- Born: 10 November 1906
- Died: 1 October 1991 (aged 84)
- Known for: Righteous Among the Nations

= Sergei Metreveli =

Georgian "Righteous Among the Nations" (1906–1991)

Sergei Metreveli (10 November 1906 – 1 October 1991) was a Georgian who was honored as being Righteous Among the Nations for saving the lives of six people, including two Jews, during the Holocaust. He is currently the only Georgian to have been recognized as such by Yad Vashem.

== Biography ==

Sergei Metreveli was born on 10 November 1906. In the beginning years of World War II, Metreveli lived in the city of Kislovodsk in the North Caucasus, then a part of the Soviet Union, where he worked as a winemaker. In August 1942, Nazi Germany invaded Kislovodsk, putting the Jewish population of the city at risk. Metreveli helped six people escape the Nazi-occupied city, and for sixteen days, guided them through the Racha highlands. Among them was a sixteen year-old Jewish boy named Emil Zigel, whose three brothers had been killed in combat previously, and who suffered from malaria during the 500-kilometer journey. Metreveli eventually sheltered the refugees in his home in the town of Utsera, now located in Georgia. After being nursed back to health by Metreveli's family, Zigel enlisted in the Red Army to fight against the Germans. Zigel's parents, who did not flee Kislovodsk, were killed by the Germans in September 1942.

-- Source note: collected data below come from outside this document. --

use std::io::{BufRead, BufReader, Write};
use std::os::unix::net::UnixStream;
use std::path::Path;
use std::thread::sleep;
use std::time::Duration;

use chrono::{DateTime, Utc};
use serde::{Deserialize, Serialize};
use serde_json::Value;

use sheetbridge_core::FieldMap;
use sheetbridge_sync::HubEvent;

use crate::error::{io_err, DaemonError};
use crate::paths::socket_path;

/// JSON newline-delimited request.
#[derive(Debug, Clone, Default, Serialize, Deserialize)]
pub struct DaemonRequest {
    pub cmd: String,
    #[serde(default, skip_serializing_if = "Option::is_none")]
    pub collection: Option<String>,
    #[serde(default, skip_serializing_if = "Option::is_none")]
    pub key: Option<String>,
    #[serde(default, skip_serializing_if = "Option::is_none")]
    pub fields: Option<FieldMap>,
    #[serde(default, skip_serializing_if = "Option::is_none")]
    pub row: Option<FieldMap>,
    #[serde(default, skip_serializing_if = "Option::is_none")]
    pub timestamp: Option<DateTime<Utc>>,
    #[serde(default, skip_serializing_if = "Option::is_none")]
    pub since: Option<u64>,
}

impl DaemonRequest {
    pub fn new(cmd: impl Into<String>) -> Self {
        Self {
            cmd: cmd.into(),
            ..Default::default()
        }
    }
}

/// JSON newline-delimited response.
#[derive(Debug, Clone, Serialize, Deserialize)]
pub struct DaemonResponse {
    pub ok: bool,
    #[serde(skip_serializing_if = "Option::is_none")]
    pub data: Option<Value>,
    #[serde(skip_serializing_if = "Option::is_none")]
    pub error: Option<String>,
}

impl DaemonResponse {
    pub fn ok(data: Value) -> Self {
        Self {
            ok: true,
            data: Some(data),
            error: None,
        }
    }

    pub fn error(message: impl Into<String>) -> Self {
        Self {
            ok: false,
            data: None,
            error: Some(message.into()),
        }
    }
}

fn connect(home: &Path) -> Result<UnixStream, DaemonError> {
    let socket = socket_path(home);
    if !socket.exists() {
        return Err(DaemonError::DaemonNotRunning { socket });
    }

    UnixStream::connect(&socket).map_err(|err| {
        if matches!(
            err.kind(),
            std::io::ErrorKind::NotFound
                | std::io::ErrorKind::ConnectionRefused
                | std::io::ErrorKind::ConnectionReset
        ) {
            DaemonError::DaemonNotRunning {
                socket: socket.clone(),
            }
        } else {
            io_err(&socket, err)
        }
    })
}

fn write_request(
    stream: &mut UnixStream,
    home: &Path,
    request: &DaemonRequest,
) -> Result<(), DaemonError> {
    let socket = socket_path(home);
    let payload = serde_json::to_string(request)?;
    stream
        .write_all(payload.as_bytes())
        .map_err(|e| io_err(&socket, e))?;
    stream.write_all(b"\n").map_err(|e| io_err(&socket, e))?;
    stream.flush().map_err(|e| io_err(&socket, e))
}

/// Send one JSON request to the daemon socket and return one response.
pub fn send_request(home: &Path, request: &DaemonRequest) -> Result<DaemonResponse, DaemonError> {
    let mut stream = connect(home)?;
    write_request(&mut stream, home, request)?;

    let mut reader = BufReader::new(stream);
    let mut line = String::new();
    let read = reader
        .read_line(&mut line)
        .map_err(|e| io_err(socket_path(home), e))?;
    if read == 0 {
        return Err(DaemonError::Protocol(
            "daemon closed connection before responding".to_string(),
        ));
    }

    let response: DaemonResponse = serde_json::from_str(line.trim_end())?;
    Ok(response)
}

pub fn request_status(home: &Path) -> Result<Value, DaemonError> {
    let request = DaemonRequest::new("status");

    let mut last_not_running: Option<DaemonError> = None;
    for attempt in 0..5 {
        match send_request(home, &request) {
            Ok(response) => return response_into_data(response),
            Err(err @ DaemonError::DaemonNotRunning { .. }) => {
                last_not_running = Some(err);
                if attempt < 4 {
                    sleep(Duration::from_millis(100));
                    continue;
                }
            }
            Err(err) => return Err(err),
        }
    }

    Err(last_not_running.unwrap_or_else(|| {
        DaemonError::Protocol("daemon status retry loop exited unexpectedly".to_string())
    }))
}

pub fn request_stop(home: &Path) -> Result<(), DaemonError> {
    let response = send_request(home, &DaemonRequest::new("stop"))?;
    response_into_data(response).map(|_| ())
}

pub fn request_flush(home: &Path) -> Result<Value, DaemonError> {
    response_into_data(send_request(home, &DaemonRequest::new("flush"))?)
}

pub fn request_requeue_dead(home: &Path) -> Result<Value, DaemonError> {
    response_into_data(send_request(home, &DaemonRequest::new("requeue-dead"))?)
}

pub fn request_write(
    home: &Path,
    collection: Option<String>,
    key: String,
    fields: FieldMap,
) -> Result<Value, DaemonError> {
    let request = DaemonRequest {
        collection,
        key: Some(key),
        fields: Some(fields),
        ..DaemonRequest::new("write")
    };
    response_into_data(send_request(home, &request)?)
}

pub fn request_ingest(
    home: &Path,
    collection: Option<String>,
    key: String,
    fields: FieldMap,
    timestamp: Option<DateTime<Utc>>,
) -> Result<Value, DaemonError> {
    let request = DaemonRequest {
        collection,
        key: Some(key),
        fields: Some(fields),
        timestamp,
        ..DaemonRequest::new("ingest")
    };
    response_into_data(send_request(home, &request)?)
}

pub fn request_poll(
    home: &Path,
    collection: Option<String>,
    since: u64,
) -> Result<Value, DaemonError> {
    let request = DaemonRequest {
        collection,
        since: Some(since),
        ..DaemonRequest::new("poll")
    };
    response_into_data(send_request(home, &request)?)
}

/// Open a subscription stream and hand each event to `on_event` until it
/// returns `false` or the daemon closes the stream.
pub fn subscribe<F>(home: &Path, collection: Option<String>, mut on_event: F) -> Result<(), DaemonError>
where
    F: FnMut(HubEvent) -> bool,
{
    let mut stream = connect(home)?;
    let request = DaemonRequest {
        collection,
        ..DaemonRequest::new("subscribe")
    };
    write_request(&mut stream, home, &request)?;

    let reader = BufReader::new(stream);
    for line in reader.lines() {
        let line = line.map_err(|e| io_err(socket_path(home), e))?;
        if line.trim().is_empty() {
            continue;
        }
        // A refused subscription comes back as a plain error response.
        if let Ok(response) = serde_json::from_str::<DaemonResponse>(&line) {
            return response_into_data(response).map(|_| ());
        }
        let event: HubEvent = serde_json::from_str(&line)?;
        if !on_event(event) {
            break;
        }
    }
    Ok(())
}

fn response_into_data(response: DaemonResponse) -> Result<Value, DaemonError> {
    if response.ok {
        Ok(response.data.unwrap_or(Value::Null))
    } else {
        Err(DaemonError::Protocol(
            response
                .error
                .unwrap_or_else(|| "unknown daemon error".to_string()),
        ))
    }
}
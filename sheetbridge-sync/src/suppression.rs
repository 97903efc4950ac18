//! Echo suppression locks.
//!
//! When a client write is mirrored out to the sheet, the sheet's own change
//! notification for that row comes back a moment later. A lock per row
//! (collection and business key), armed before the mirror write, makes the queue drop that echo. Locks
//! expire passively: expiry is checked on read, and `prune_at` bounds memory.

use std::collections::HashMap;
use std::time::Duration;

use chrono::{DateTime, Utc};
use parking_lot::Mutex;

use sheetbridge_core::{CollectionName, RecordKey};

#[derive(Debug)]
pub struct SuppressionLocks {
    window: chrono::Duration,
    locks: Mutex<HashMap<(CollectionName, RecordKey), DateTime<Utc>>>,
}

impl SuppressionLocks {
    pub fn new(window: Duration) -> Self {
        Self {
            window: chrono::Duration::from_std(window)
                .unwrap_or_else(|_| chrono::Duration::days(365)),
            locks: Mutex::new(HashMap::new()),
        }
    }

    /// Arm (or re-arm) the lock for `collection`/`key`. Returns its expiry.
    pub fn arm_at(
        &self,
        collection: &CollectionName,
        key: &RecordKey,
        now: DateTime<Utc>,
    ) -> DateTime<Utc> {
        let expires_at = now.checked_add_signed(self.window).unwrap_or(now);
        self.locks
            .lock()
            .insert((collection.clone(), key.clone()), expires_at);
        expires_at
    }

    /// True while an unexpired lock exists. An expired lock found here is
    /// removed.
    pub fn is_suppressed_at(
        &self,
        collection: &CollectionName,
        key: &RecordKey,
        now: DateTime<Utc>,
    ) -> bool {
        let row = (collection.clone(), key.clone());
        let mut locks = self.locks.lock();
        match locks.get(&row) {
            Some(expires_at) if *expires_at > now => true,
            Some(_) => {
                locks.remove(&row);
                false
            }
            None => false,
        }
    }

    pub fn expires_at(&self, collection: &CollectionName, key: &RecordKey) -> Option<DateTime<Utc>> {
        self.locks
            .lock()
            .get(&(collection.clone(), key.clone()))
            .copied()
    }

    /// Drop expired locks. Returns how many were removed.
    pub fn prune_at(&self, now: DateTime<Utc>) -> usize {
        let mut locks = self.locks.lock();
        let before = locks.len();
        locks.retain(|_, expires_at| *expires_at > now);
        before - locks.len()
    }

    pub fn active_at(&self, now: DateTime<Utc>) -> usize {
        self.locks
            .lock()
            .values()
            .filter(|expires_at| **expires_at > now)
            .count()
    }
}
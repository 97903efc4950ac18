//! `config.yaml`: engine tuning and the sheet column mapping.
//!
//! # Storage layout
//!
//! ```text
//! ~/.sheetbridge/
//!   config.yaml   (mode 0600, written by `sheetbridge init`)
//! ```
//!
//! Every field has a default, so a missing file or a partial one is valid.
//! As with every path-taking function in this workspace, `fn_at(home, …)`
//! takes an explicit home and `fn(…)` derives it from `dirs::home_dir()`.

use std::path::{Path, PathBuf};
use std::time::Duration;

use serde::{Deserialize, Serialize};

use crate::error::CoreError;
use crate::mapping::FieldMapping;
use crate::normalize::Normalizer;
use crate::types::CollectionName;

pub const CONFIG_FILE: &str = "config.yaml";

/// One row of the mapping table.
#[derive(Debug, Clone, PartialEq, Eq, Serialize, Deserialize)]
pub struct ColumnMapping {
    /// Column header as it appears in the sheet.
    pub label: String,
    /// Column name in the relational store.
    pub key: String,
}

impl ColumnMapping {
    pub fn new(label: impl Into<String>, key: impl Into<String>) -> Self {
        Self {
            label: label.into(),
            key: key.into(),
        }
    }
}

/// Engine configuration.
#[derive(Debug, Clone, PartialEq, Eq, Serialize, Deserialize)]
#[serde(default)]
pub struct SyncConfig {
    /// Collection used for client writes that do not name one.
    pub default_collection: CollectionName,
    pub flush_interval_ms: u64,
    /// How long an outward mirror write suppresses the matching inbound echo.
    pub suppression_window_ms: u64,
    /// Ring-buffer capacity of each collection's change history.
    pub history_capacity: usize,
    pub history_max_age_secs: u64,
    pub heartbeat_interval_secs: u64,
    /// Failed flushes after which an update is dead-lettered.
    pub max_flush_attempts: u32,
    /// Storage keys whose values are status-like free text.
    pub status_fields: Vec<String>,
    pub mappings: Vec<ColumnMapping>,
}

impl Default for SyncConfig {
    fn default() -> Self {
        Self {
            default_collection: CollectionName::from("orders"),
            flush_interval_ms: 1_000,
            suppression_window_ms: 10_000,
            history_capacity: 100,
            history_max_age_secs: 60 * 60,
            heartbeat_interval_secs: 25,
            max_flush_attempts: 5,
            status_fields: vec!["status".to_string()],
            mappings: vec![
                ColumnMapping::new("Order Code", "order_code"),
                ColumnMapping::new("Customer", "customer_name"),
                ColumnMapping::new("Status", "status"),
                ColumnMapping::new("Unit Price", "price"),
                ColumnMapping::new("Quantity", "quantity"),
                ColumnMapping::new("Due Date", "due_date"),
            ],
        }
    }
}

impl SyncConfig {
    pub fn flush_interval(&self) -> Duration {
        Duration::from_millis(self.flush_interval_ms.max(1))
    }

    pub fn suppression_window(&self) -> Duration {
        Duration::from_millis(self.suppression_window_ms)
    }

    pub fn history_max_age(&self) -> Duration {
        Duration::from_secs(self.history_max_age_secs)
    }

    pub fn heartbeat_interval(&self) -> Duration {
        Duration::from_secs(self.heartbeat_interval_secs.max(1))
    }

    pub fn field_mapping(&self) -> Result<FieldMapping, CoreError> {
        FieldMapping::new(&self.mappings)
    }

    pub fn normalizer(&self) -> Normalizer {
        Normalizer::new(self.status_fields.iter().cloned())
    }
}

// ---------------------------------------------------------------------------
// Paths
// ---------------------------------------------------------------------------

/// `<home>/.sheetbridge`
pub fn root_dir(home: &Path) -> PathBuf {
    home.join(".sheetbridge")
}

/// `<home>/.sheetbridge/config.yaml`. Pure, no I/O.
pub fn config_path_at(home: &Path) -> PathBuf {
    root_dir(home).join(CONFIG_FILE)
}

// ---------------------------------------------------------------------------
// Load / save
// ---------------------------------------------------------------------------

/// Load `config.yaml`, or the defaults when it does not exist.
///
/// Returns `CoreError::Parse` (with path) if the YAML is malformed and
/// `CoreError::InvalidMapping` if the mapping table is not a bijection.
pub fn load_at(home: &Path) -> Result<SyncConfig, CoreError> {
    let path = config_path_at(home);
    if !path.exists() {
        return Ok(SyncConfig::default());
    }
    let contents = std::fs::read_to_string(&path)?;
    let config: SyncConfig =
        serde_yaml::from_str(&contents).map_err(|e| CoreError::Parse { path, source: e })?;
    config.field_mapping()?;
    Ok(config)
}

/// `load_at` convenience wrapper.
pub fn load() -> Result<SyncConfig, CoreError> {
    load_at(&home()?)
}

/// Atomically save `config.yaml`.
///
/// Write flow: serialize → `config.yaml.tmp` sibling → `chmod 0600` → `rename`.
pub fn save_at(home: &Path, config: &SyncConfig) -> Result<PathBuf, CoreError> {
    let dir = root_dir(home);
    if !dir.exists() {
        std::fs::create_dir_all(&dir)?;
        set_dir_permissions(&dir)?;
    }
    let path = config_path_at(home);
    let tmp_path = path.with_file_name(format!("{CONFIG_FILE}.tmp"));

    let yaml = serde_yaml::to_string(config)?;
    std::fs::write(&tmp_path, yaml)?;
    set_file_permissions(&tmp_path)?;
    std::fs::rename(&tmp_path, &path)?;
    Ok(path)
}

/// Write the default config unless one exists. Idempotent: an existing file
/// is loaded and returned unchanged.
pub fn init_at(home: &Path) -> Result<(SyncConfig, PathBuf), CoreError> {
    let path = config_path_at(home);
    if path.exists() {
        return Ok((load_at(home)?, path));
    }
    let config = SyncConfig::default();
    let path = save_at(home, &config)?;
    Ok((config, path))
}

/// `init_at` convenience wrapper.
pub fn init() -> Result<(SyncConfig, PathBuf), CoreError> {
    init_at(&home()?)
}

/// Resolve the user's home directory.
pub fn home() -> Result<PathBuf, CoreError> {
    dirs::home_dir().ok_or(CoreError::HomeNotFound)
}

#[cfg(unix)]
fn set_dir_permissions(path: &Path) -> Result<(), CoreError> {
    use std::os::unix::fs::PermissionsExt;
    std::fs::set_permissions(path, std::fs::Permissions::from_mode(0o700))?;
    Ok(())
}
#[cfg(not(unix))]
fn set_dir_permissions(_path: &Path) -> Result<(), CoreError> {
    Ok(())
}

#[cfg(unix)]
fn set_file_permissions(path: &Path) -> Result<(), CoreError> {
    use std::os::unix::fs::PermissionsExt;
    std::fs::set_permissions(path, std::fs::Permissions::from_mode(0o600))?;
    Ok(())
}
#[cfg(not(unix))]
fn set_file_permissions(_path: &Path) -> Result<(), CoreError> {
    Ok(())
}

// ---------------------------------------------------------------------------
// Unit tests
// ---------------------------------------------------------------------------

After the war in 1946, Zigel reconnected with the Metreveli family, and would routinely visit them on vacation afterwards. In 2004, Zigel, then a retired Guard Colonel, testified about Metreveli's actions, saying "[his family] welcomed me as their own son" and credited him with helping Zigel avoid the fate of his parents. Partly due to Zigel's testimony, Yad Vashem posthumously honored Metreveli as a Righteous Among the Nations in 2004; Metreveli had died almost thirteen years prior, on 1 October 1991.

== Legacy ==
His name is inscribed in the Wall of Honor, located in the Garden of the Righteous Among the Nations in Jerusalem. Israeli House, an organization dedicated to the principle of Hasbara, made a documentary, entitled Georgian Schindler, about Metreveli and Zigel in 2015. In 2020, Israeli House opened a monument in Oni, Georgia, dedicated to Metreveli and remembering the Holocaust, becoming the first Holocaust memorial in Georgia.